Hiring a roofer is one of the bigger home-services decisions you’ll make. A bad repair leaks again in eighteen months. A good repair lasts the rest of the roof’s life. This guide walks Naperville homeowners through the specific things to check before signing anything — from estimate transparency to warranty fine print — and applies equally to Aurora, Plainfield, Bolingbrook, Lisle, Wheaton, Warrenville and Downers Grove.
1. Confirm they actually serve Naperville
Local service area matters more than people think. A roofer based two hours away can still show up for a $400 leak fix, but they’re not coming back next month when something needs adjustment. Look for:
- A clearly stated service area on their website (Naperville and surrounding zip codes)
- Recent project examples or references in the area
- Familiarity with permit rules — DuPage County has its own quirks
- A reasonable response window for follow-up after the job is done
If the answer to “where are you based?” is vague, you’re already learning something useful.
2. Look for a clear estimate process
The estimate is the test.
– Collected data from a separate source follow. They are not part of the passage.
//! Outbound HTTP: one configured client shared by every service module.

pub mod client;

pub use client::{HttpClient, RawResponse, RequestOptions};
pub use reqwest::Method;
use serde::{Deserialize, Serialize};
use thiserror::Error;

/// Transport envelope used by every backend response:
/// `{"success": bool, "data": ..., "message": "..."}`.
#[derive(Debug, Clone, Serialize, Deserialize)]
pub struct Envelope<T> {
    #[serde(default = "default_success")]
    pub success: bool,
    #[serde(default = "Option::default")]
    pub data: Option<T>,
    #[serde(default)]
    pub message: Option<String>,
    /// Field-level validation messages, present on 4xx validation failures.
    #[serde(default)]
    pub errors: Vec<FieldError>,
}

fn default_success() -> bool {
    true
}

/// A single field-level validation message.
#[derive(Debug, Clone, PartialEq, Eq, Serialize, Deserialize)]
pub struct FieldError {
    pub field: String,
    pub message: String,
}

/// Why an envelope could not be unwrapped into its payload.
#[derive(Debug, Clone, Error, PartialEq)]
pub enum EnvelopeError {
    #[error("{message}")]
    Rejected {
        message: String,
        errors: Vec<FieldError>,
    },

    #[error("Response envelope carried no data")]
    MissingData,
}

impl<T> Envelope<T> {
    pub fn ok(data: T) -> Self {
        Self {
            success: true,
            data: Some(data),
            message: None,
            errors: Vec::new(),
        }
    }

    /// Unwrap the payload, turning `success: false` into a rejection that
    /// carries the server message verbatim.
    pub fn into_data(self) -> Result<T, EnvelopeError> {
        if !self.success {
            return Err(EnvelopeError::Rejected {
                message: self
                    .message
                    .unwrap_or_else(|| "Request was rejected".to_string()),
                errors: self.errors,
            });
        }
        self.data.ok_or(EnvelopeError::MissingData)
    }
}

impl Envelope<serde_json::Value> {
    /// Unwrap for endpoints whose payload is optional (acknowledgements).
    pub fn into_ack(self) -> Result<Option<String>, EnvelopeError> {
        if !self.success {
            return Err(EnvelopeError::Rejected {
                message: self
                    .message
                    .unwrap_or_else(|| "Request was rejected".to_string()),
                errors: self.errors,
            });
        }
        Ok(self.message)
    }
}

#[cfg(test)]
mod tests {
    use super::*;

    #[test]
    fn test_success_envelope_unwraps_data() {
        let json = r#"{"success":true,"data":{"n":3},"message":"ok"}"#;
        let env: Envelope<serde_json::Value> = serde_json::from_str(json).unwrap();
        assert_eq!(env.into_data().unwrap()["n"], 3);
    }

    #[test]
    fn test_missing_success_flag_defaults_to_true() {
        let env: Envelope<u32> = serde_json::from_str(r#"{"data":7}"#).unwrap();
        assert_eq!(env.into_data().unwrap(), 7);
    }

    #[test]
    fn test_failed_envelope_keeps_message_verbatim() {
        let json = r#"{"success":false,"message":"Invalid email or password"}"#;
        let env: Envelope<serde_json::Value> = serde_json::from_str(json).unwrap();
        match env.into_data() {
            Err(EnvelopeError::Rejected { message, errors }) => {
                assert_eq!(message, "Invalid email or password");
                assert!(errors.is_empty());
            }
            other => panic!("Expected Rejected, got {:?}", other),
        }
    }

    #[test]
    fn test_field_errors_are_carried() {
        let json = r#"{"success":false,"message":"Validation failed",
            "errors":[{"field":"email","message":"Email already registered"}]}"#;
        let env: Envelope<serde_json::Value> = serde_json::from_str(json).unwrap();
        let err = env.into_data().unwrap_err();
        match err {
            EnvelopeError::Rejected { errors, .. } => {
                assert_eq!(errors[0].field, "email");
            }
            _ => panic!("Expected Rejected"),
        }
    }

    #[test]
    fn test_success_without_data_is_missing_data() {
        let env: Envelope<u32> = serde_json::from_str(r#"{"success":true}"#).unwrap();
        assert_eq!(env.into_data(), Err(EnvelopeError::MissingData));
    }

    #[test]
    fn test_ack_returns_message() {
        let env: Envelope<serde_json::Value> =
            serde_json::from_str(r#"{"success":true,"message":"OTP sent"}"#).unwrap();
        assert_eq!(env.into_ack().unwrap().as_deref(), Some("OTP sent"));
    }
}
A roofer who emails you a single number — “Repair: $1,800” — without itemizing what’s included is making it impossible to compare. A roofer who breaks it down — “Diagnose: included. Remove and replace twelve shingles around chimney flashing: $X. Replace pipe boot: $Y. Cleanup and haul-away: $Z” — is showing you exactly what you’re buying.
Specifically expect:
- A free initial inspection (the industry norm for residential repair)
- A written estimate, not a verbal price over the phone
- An itemized scope of work, not a single lump number
- Materials specified by brand and product
- Labor and disposal noted separately where relevant
3. Ask about storm and leak experience
Roofing is broad. A company that replaces two hundred roofs per year may be excellent at clean tear-offs but rusty at diagnosing a complex flashing leak. Ask:
- How often do you handle individual leak diagnoses, not just replacements?
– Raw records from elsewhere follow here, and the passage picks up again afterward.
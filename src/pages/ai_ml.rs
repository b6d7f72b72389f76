use std::sync::Arc;

use lines_common::{AiArticle, Category, InteractionType, Page, TimeSaverItem, Topic};

use super::{KeepPrevious, PageContext, PageView, opt_str, opt_u32};
use crate::errors::ApiError;
use crate::query::{QueryDescriptor, QueryKey};
use crate::services::AiMlService;
use crate::services::ai_ml::AiMlFilters;
use crate::url_state::{FilterSchema, FilterState, UrlSync};

const TRENDING_LIMIT: u32 = 5;
const TOPICS_LIMIT: u32 = 10;

/// AI/ML news. A non-empty `q` switches the listing from the news feed to
/// search results.
pub struct AiMlPage {
    ctx: PageContext,
    service: AiMlService,
    url: UrlSync,
    keep: KeepPrevious<Page<AiArticle>>,
}

impl AiMlPage {
    pub fn schema() -> FilterSchema {
        FilterSchema::new()
            .page("page")
            .field("limit", 12i64)
            .field("category", "")
            .field("sortBy", "publishedAt")
            .field("order", "desc")
            .field("q", "")
    }

    pub fn new(ctx: PageContext) -> Self {
        let url = UrlSync::new(Self::schema(), ctx.history.clone());
        Self {
            service: AiMlService::new(ctx.http.clone()),
            ctx,
            url,
            keep: KeepPrevious::default(),
        }
    }

    pub fn filters(&self) -> &FilterState {
        self.url.state()
    }

    pub fn update_filters(&mut self, changes: FilterState) -> &FilterState {
        self.url.update(changes)
    }

    pub fn set_search(&mut self, q: &str) -> &FilterState {
        self.url.update([("q", q.trim())].into_iter().collect())
    }

    pub fn set_page(&mut self, page: i64) -> &FilterState {
        self.url.set_page(page)
    }

    pub fn clear_filters(&mut self) -> &FilterState {
        self.url.clear_filters()
    }

    fn request_filters(state: &FilterState) -> AiMlFilters {
        AiMlFilters {
            page: opt_u32(state, "page"),
            limit: opt_u32(state, "limit"),
            category: opt_str(state, "category"),
            sort_by: opt_str(state, "sortBy"),
            order: opt_str(state, "order"),
            q: opt_str(state, "q"),
        }
    }

    pub fn news_query(&self) -> QueryDescriptor<Page<AiArticle>> {
        let service = self.service.clone();
        let filters = Self::request_filters(self.url.state());
        QueryDescriptor::new(
            QueryKey::from_filters("aiml-news", self.url.state()),
            self.ctx.stale_time("aiml-news"),
            move || {
                let service = service.clone();
                let filters = filters.clone();
                async move {
                    if filters.q.is_some() {
                        service.search(&filters).await
                    } else {
                        service.get_news(&filters).await
                    }
                }
            },
        )
    }

    pub fn categories_query(&self) -> QueryDescriptor<Vec<Category>> {
        let service = self.service.clone();
        QueryDescriptor::new(
            QueryKey::new("aiml-categories"),
            self.ctx.stale_time("aiml-categories"),
            move || {
                let service = service.clone();
                async move { service.get_categories().await }
            },
        )
    }

    pub fn trending_query(&self) -> QueryDescriptor<Vec<AiArticle>> {
        let service = self.service.clone();
        QueryDescriptor::new(
            QueryKey::new("aiml-trending").with(TRENDING_LIMIT),
            self.ctx.stale_time("aiml-trending"),
            move || {
                let service = service.clone();
                async move { service.get_trending(TRENDING_LIMIT).await }
            },
        )
    }

    pub fn topics_query(&self) -> QueryDescriptor<Vec<Topic>> {
        let service = self.service.clone();
        QueryDescriptor::new(
            QueryKey::new("aiml-topics").with(TOPICS_LIMIT),
            self.ctx.stale_time("aiml-topics"),
            move || {
                let service = service.clone();
                async move { service.get_popular_topics(TOPICS_LIMIT).await }
            },
        )
    }

    pub fn article_query(&self, id: &str) -> QueryDescriptor<AiArticle> {
        let service = self.service.clone();
        let id = id.to_string();
        QueryDescriptor::new(
            QueryKey::new("aiml-article").with(id.as_str()),
            self.ctx.stale_time("aiml-article"),
            move || {
                let service = service.clone();
                let id = id.clone();
                async move { service.get_article_by_id(&id, false).await }
            },
        )
    }

    pub async fn load(&self) -> Result<Arc<Page<AiArticle>>, ApiError> {
        self.ctx.cache.fetch(&self.news_query()).await
    }

    pub fn view(&mut self) -> PageView<Page<AiArticle>> {
        let entry = self.ctx.cache.observe(&self.news_query());
        self.keep.view(entry)
    }

    /// Open one article: load it through the cache and record the view.
    pub async fn open_article(&self, id: &str) -> Result<Arc<AiArticle>, ApiError> {
        let article = self.ctx.cache.fetch(&self.article_query(id)).await?;
        self.service.track_view(id).await;
        Ok(article)
    }

    pub async fn record_interaction(&self, id: &str, kind: InteractionType) {
        self.service.track_interaction(id, kind).await;
    }

    pub async fn linked_time_savers(&self, id: &str) -> Vec<TimeSaverItem> {
        self.service.get_linked_time_savers(id).await
    }
}

#[cfg(test)]
mod tests {
    use super::*;

    #[test]
    fn test_blank_search_is_not_sent() {
        let state = AiMlPage::schema().defaults();
        assert_eq!(AiMlPage::request_filters(&state).q, None);

        let state: FilterState = [("q", "agents")].into_iter().collect();
        assert_eq!(AiMlPage::request_filters(&state).q.as_deref(), Some("agents"));
    }
}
- Can you walk me through a recent storm-damage job in this area?
- How do you separate cosmetic hail dents from real shingle damage?
The answer should sound specific. A vague “we do it all” reply is fine for chit-chat but worth paying attention to.
4. Verify insurance and licensing
In Illinois, roofers must be licensed. A licensed, insured roofer protects you from two distinct risks:
- General liability covers property damage during the job — a falling shingle that breaks a window
- Workers’ comp covers an injury on the roof, so the injured worker doesn’t end up trying to claim against your homeowners policy
Ask to see proof. A serious operator will email a current Certificate of Insurance without hesitation. Anything less than that — verify before signing.
5. Get the written scope on paper
A handshake estimate is a problem the day work begins. A written scope of work prevents the most common contractor dispute: “I didn’t think that was included.” What should be on it:
- The exact work area (e.g., south slope around chimney)
- Materials, including warranty info
- Timeline (start window, expected completion)
- Payment terms — typically a deposit plus a balance on completion; avoid full payment up front
- What happens if hidden damage is uncovered — price changes should be agreed in advance, not surprises mid-job
6. Ask for photos of damage
A roofer who finds storm damage, hail bruising or rot should be able to show you photos. You shouldn’t have to take their word for it.
Photos serve three purposes:
- They prove the work is real — especially valuable on a roof you can’t see yourself
- They become part of an insurance claim if applicable
- They’re your before/after record for resale or future warranty conversations
If a roofer can’t or won’t photograph what they find, that’s a signal.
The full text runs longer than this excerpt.